Lorsqu’une entreprise rencontre des difficultés pour repayer ses dettes, qu’elle soit insolvable ou en amont de l’insolvabilité, elle peut entreprendre une procédure de restructuration de la dette. À l’issue de la procédure, l’entreprise dite « restructurée » doit respecter ses nouvelles échéances de remboursement pour maintenir son activité et éviter la liquidation. Parmi les facteurs décisifs de sa réussite figure son accès au crédit bancaire. Sachant que les plans de restructuration durent en moyenne dix ans, si l’entreprise ne peut plus emprunter ni investir, sa survie en sera fortement compromise.
C’est pourquoi ce papier analyse l’accès au crédit bancaire des entreprises restructurées. Je questionne l’existence de contraintes de crédit bancaire associées à l’information de la défaillance passée de l’entreprise.
Pour tester l'existence d'une telle restriction, je tire parti du fait que l’information sur la défaillance passée de l’entreprise est prise en compte dans sa cote de crédit attribuée par la Banque de France durant une période limitée. La cotation de la Banque de France a pour objectif d’informer les banques de la santé financière d’une entreprise et de sa capacité à honorer ses engagements. Lorsque l’entreprise émerge de défaillance avec un plan de restructuration, l’information sur la défaillance passée est utilisée pour le calcul de sa cote de crédit qui prend alors automatiquement une valeur « risquée ». Cependant, au bout de trois à cinq ans après la défaillance, la loi impose que l’information sur la défaillance passée n’impacte plus la cote de crédit, qui dès lors ne prend plus automatiquement une valeur « risquée ». Par une méthode en différence-de-différence, je montre que la suppression de l'information sur la défaillance passée (le « flag removal ») permet aux entreprises d’accroître leur accès au crédit bancaire. Les entreprises dont la cote de crédit évolue très favorablement obtiennent du crédit de la part de leurs banques historiques. Pour les entreprises dont la cote de crédit devient « neutre » et qui sont donc davantage contraintes que les entreprises dont la cote est bonne, j'observe également une augmentation de crédit bancaire, moins importante, et qui provient en partie de la formation de nouvelles relations bancaires.
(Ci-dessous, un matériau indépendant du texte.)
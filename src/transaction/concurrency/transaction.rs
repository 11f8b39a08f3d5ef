use std::collections::{HashMap, HashSet};
use std::sync::Arc;
use parking_lot::Mutex;
use thiserror::Error;

use crate::common::types::{Rid, TableOid, TxnId};
use crate::transaction::concurrency::lock_manager::LockMode;

/// Transaction isolation levels
#[derive(Debug, Clone, Copy, PartialEq, Eq)]
pub enum IsolationLevel {
    ReadUncommitted,
    ReadCommitted,
    RepeatableRead,
}

/// Two-phase locking states plus the two terminal states
#[derive(Debug, Clone, Copy, PartialEq, Eq)]
pub enum TransactionState {
    Growing,
    Shrinking,
    Committed,
    Aborted,
}

/// Why a transaction was aborted by the lock manager
#[derive(Error, Debug, Clone, Copy, PartialEq, Eq)]
pub enum AbortReason {
    #[error("lock requested in the shrinking phase")]
    LockOnShrinking,
    #[error("another upgrade is already in progress on this target")]
    UpgradeConflict,
    #[error("requested mode is not an upgrade of the held mode")]
    IncompatibleUpgrade,
    #[error("shared locks are not permitted under READ_UNCOMMITTED")]
    LockSharedOnReadUncommitted,
    #[error("intention locks cannot be taken on rows")]
    AttemptedIntentionLockOnRow,
    #[error("no qualifying table lock is held for the requested row lock")]
    TableLockNotPresent,
    #[error("table unlocked while rows on it are still locked")]
    TableUnlockedBeforeUnlockingRows,
    #[error("unlock requested but no lock is held")]
    AttemptedUnlockButNoLockHeld,
}

/// Structured abort: the transaction has already been moved to ABORTED when
/// this value is returned.
#[derive(Error, Debug, Clone, Copy, PartialEq, Eq)]
#[error("transaction {txn_id} aborted: {reason}")]
pub struct TransactionAbort {
    pub txn_id: TxnId,
    pub reason: AbortReason,
}

/// Tuple visibility metadata kept by a table heap
#[derive(Debug, Clone, Copy, PartialEq, Eq, Default)]
pub struct TupleMeta {
    pub is_deleted: bool,
}

/// Seam to the table heap the executors write through. Abort reversal only
/// needs visibility toggles and before-image restoration, so the heap
/// itself stays out of this crate.
pub trait TableHeap: Send + Sync {
    fn tuple_meta(&self, rid: Rid) -> TupleMeta;
    fn set_tuple_meta(&self, rid: Rid, meta: TupleMeta);
    fn restore_tuple(&self, rid: Rid, tuple: &[u8]);
}

#[derive(Debug, Clone, Copy, PartialEq, Eq)]
pub enum WriteType {
    Insert,
    Delete,
    Update,
}

/// One tuple mutation recorded for abort reversal. Updates carry the
/// before-image so they can be undone in place.
pub struct TableWriteRecord {
    pub rid: Rid,
    pub oid: TableOid,
    pub wtype: WriteType,
    pub heap: Arc<dyn TableHeap>,
    pub old_tuple: Option<Vec<u8>>,
}

#[derive(Default)]
pub(crate) struct LockSets {
    pub shared_table: HashSet<TableOid>,
    pub exclusive_table: HashSet<TableOid>,
    pub intention_shared_table: HashSet<TableOid>,
    pub intention_exclusive_table: HashSet<TableOid>,
    pub shared_intention_exclusive_table: HashSet<TableOid>,
    pub shared_rows: HashMap<TableOid, HashSet<Rid>>,
    pub exclusive_rows: HashMap<TableOid, HashSet<Rid>>,
}

impl LockSets {
    fn table_set_mut(&mut self, mode: LockMode) -> &mut HashSet<TableOid> {
        match mode {
            LockMode::Shared => &mut self.shared_table,
            LockMode::Exclusive => &mut self.exclusive_table,
            LockMode::IntentionShared => &mut self.intention_shared_table,
            LockMode::IntentionExclusive => &mut self.intention_exclusive_table,
            LockMode::SharedIntentionExclusive => &mut self.shared_intention_exclusive_table,
        }
    }
}

/// An active transaction: state machine, isolation level, the lock sets
/// mirroring its granted queue entries, and the write set for abort
/// reversal. Shared across threads behind an Arc; all interior state is
/// synchronized.
pub struct Transaction {
    id: TxnId,
    isolation_level: IsolationLevel,
    state: Mutex<TransactionState>,
    lock_sets: Mutex<LockSets>,
    write_set: Mutex<Vec<TableWriteRecord>>,
}

impl Transaction {
    pub fn new(id: TxnId, isolation_level: IsolationLevel) -> Self {
        Self {
            id,
            isolation_level,
            state: Mutex::new(TransactionState::Growing),
            lock_sets: Mutex::new(LockSets::default()),
            write_set: Mutex::new(Vec::new()),
        }
    }

    pub fn id(&self) -> TxnId {
        self.id
    }

    pub fn isolation_level(&self) -> IsolationLevel {
        self.isolation_level
    }

    pub fn state(&self) -> TransactionState {
        *self.state.lock()
    }

    pub fn set_state(&self, state: TransactionState) {
        *self.state.lock() = state;
    }

    pub(crate) fn add_table_lock(&self, mode: LockMode, oid: TableOid) {
        self.lock_sets.lock().table_set_mut(mode).insert(oid);
    }

    pub(crate) fn remove_table_lock(&self, mode: LockMode, oid: TableOid) {
        self.lock_sets.lock().table_set_mut(mode).remove(&oid);
    }

    pub(crate) fn add_row_lock(&self, mode: LockMode, oid: TableOid, rid: Rid) {
        let mut sets = self.lock_sets.lock();
        let rows = match mode {
            LockMode::Shared => &mut sets.shared_rows,
            LockMode::Exclusive => &mut sets.exclusive_rows,
            _ => return,
        };
        rows.entry(oid).or_default().insert(rid);
    }

    pub(crate) fn remove_row_lock(&self, mode: LockMode, oid: TableOid, rid: Rid) {
        let mut sets = self.lock_sets.lock();
        let rows = match mode {
            LockMode::Shared => &mut sets.shared_rows,
            LockMode::Exclusive => &mut sets.exclusive_rows,
            _ => return,
        };
        if let Some(set) = rows.get_mut(&oid) {
            set.remove(&rid);
            if set.is_empty() {
                rows.remove(&oid);
            }
        }
    }

    /// The table-lock mode held on an oid, if any
    pub fn table_lock_mode(&self, oid: TableOid) -> Option<LockMode> {
        let sets = self.lock_sets.lock();
        if sets.exclusive_table.contains(&oid) {
            Some(LockMode::Exclusive)
        } else if sets.shared_intention_exclusive_table.contains(&oid) {
            Some(LockMode::SharedIntentionExclusive)
        } else if sets.intention_exclusive_table.contains(&oid) {
            Some(LockMode::IntentionExclusive)
        } else if sets.shared_table.contains(&oid) {
            Some(LockMode::Shared)
        } else if sets.intention_shared_table.contains(&oid) {
            Some(LockMode::IntentionShared)
        } else {
            None
        }
    }

    /// True when any row on the table is still locked by this transaction
    pub fn has_rows_locked_on(&self, oid: TableOid) -> bool {
        let sets = self.lock_sets.lock();
        sets.shared_rows.get(&oid).map_or(false, |s| !s.is_empty())
            || sets.exclusive_rows.get(&oid).map_or(false, |s| !s.is_empty())
    }

    /// Snapshot of every held lock, rows and tables separately, for release
    /// at commit/abort.
    pub(crate) fn held_locks(&self) -> (Vec<(LockMode, TableOid)>, Vec<(LockMode, TableOid, Rid)>) {
        let sets = self.lock_sets.lock();
        let mut tables = Vec::new();
        for &oid in &sets.intention_shared_table {
            tables.push((LockMode::IntentionShared, oid));
        }
        for &oid in &sets.intention_exclusive_table {
            tables.push((LockMode::IntentionExclusive, oid));
        }
        for &oid in &sets.shared_table {
            tables.push((LockMode::Shared, oid));
        }
        for &oid in &sets.shared_intention_exclusive_table {
            tables.push((LockMode::SharedIntentionExclusive, oid));
        }
        for &oid in &sets.exclusive_table {
            tables.push((LockMode::Exclusive, oid));
        }

        let mut rows = Vec::new();
        for (&oid, rids) in &sets.shared_rows {
            for &rid in rids {
                rows.push((LockMode::Shared, oid, rid));
            }
        }
        for (&oid, rids) in &sets.exclusive_rows {
            for &rid in rids {
                rows.push((LockMode::Exclusive, oid, rid));
            }
        }
        (tables, rows)
    }

    pub fn append_write_record(&self, record: TableWriteRecord) {
        self.write_set.lock().push(record);
    }

    pub(crate) fn take_write_set(&self) -> Vec<TableWriteRecord> {
        std::mem::take(&mut *self.write_set.lock())
    }
}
Je discute le fait que les banques réagissent à ce changement de cotation malgré le fait que l’information sur la défaillance passée reste disponible par ailleurs gratuitement sur internet. Une partie de l'effet provient vraisemblablement de la cote de crédit de la Banque de France qui oriente le comportement des investisseurs.
In fine, cette augmentation de l'accès au crédit bancaire résulte en une baisse de l'utilisation du crédit inter-entreprises et une augmentation du taux d'investissement des entreprises en restructuration. Mes résultats vont dans le sens des politiques récentes qui visent à réduire le temps de mise à disposition de l'information sur les défaillances passées. Ce papier met l’accent sur l’importance de l’accompagnement des entreprises dans leur rebond.